- Born: Oliver Barker Mawuse Vormawor Amedeka, Akuse
- Citizenship: Ghanaian
- Education: University of Ghana, Harvard Law School, Universite Mohammed V, University Hassan II
- Alma mater: University of Ghana
- Occupations: Lawyer, Activist
- Organization: Democracy Hub

= Oliver Barker Vormawor =

Ghanaian lawyer

Oliver Barker-Vormawor is a Ghanaian lawyer, activist, and academic known for his role as a co-founder and lead convener of the #FixTheCountry movement, a social and political activism group in Ghana advocating for government accountability and systemic reforms.
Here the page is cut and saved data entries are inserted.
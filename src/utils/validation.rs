// Validation utilities
use crate::error::{Error, Result};
use tracing::debug;

/// Shortest query or tag value that triggers a search, in characters
pub const MIN_SEARCH_LENGTH: usize = 3;

/// Validate a main query: either empty (clears the search) or at least `MIN_SEARCH_LENGTH` characters
pub fn validate_query(query: &str) -> Result<()> {
    let len = query.chars().count();
    if len == 0 || len >= MIN_SEARCH_LENGTH {
        return Ok(());
    }

    debug!("Rejected query of {} characters", len);
    Err(Error::Validation(format!(
        "Search needs at least {MIN_SEARCH_LENGTH} characters, got {len}"
    )))
}

/// Validate a tag value: at least `MIN_SEARCH_LENGTH` characters, never empty
pub fn validate_tag_value(value: &str) -> Result<()> {
    let len = value.chars().count();
    if len >= MIN_SEARCH_LENGTH {
        return Ok(());
    }

    debug!("Rejected tag value of {} characters", len);
    Err(Error::Validation(format!(
        "Tag needs at least {MIN_SEARCH_LENGTH} characters, got {len}"
    )))
}

#[cfg(test)]
mod tests {
    use super::*;

    #[test]
    fn test_validate_query() {
        assert!(validate_query("").is_ok());
        assert!(validate_query("tar").is_ok());
        assert!(validate_query("tarte aux pommes").is_ok());

        assert!(validate_query("t").is_err());
        assert!(validate_query("po").is_err());
    }

    #[test]
    fn test_length_counts_characters_not_bytes() {
        // Two characters, four bytes
        assert!(validate_query("éé").is_err());
        assert!(validate_tag_value("été").is_ok());
    }

    #[test]
    fn test_validate_tag_value() {
        assert!(validate_tag_value("").is_err());
        assert!(validate_tag_value("ai").is_err());
        assert!(validate_tag_value("ail").is_ok());
    }
}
== Early life and education ==
Oliver Barker-Vormawor studied law at the University of Ghana and later another degree in Harvard Law School in the USA. He has worked as a legal academic and researcher, focusing on constitutional law, governance, and human rights. He is currently a PhD student at the Faculty of Law Cambridge. Oliver has previous degrees from the Universite Mohammed V, Souissi, Rabat, and the University Hassan II, Casablanca in Morocco.

== Career ==
Oliver is a lawyer and the co-founder of the law firm Merton & Everret. He has been involved in some public interest cases where he acts as a lawyer for the less privileged.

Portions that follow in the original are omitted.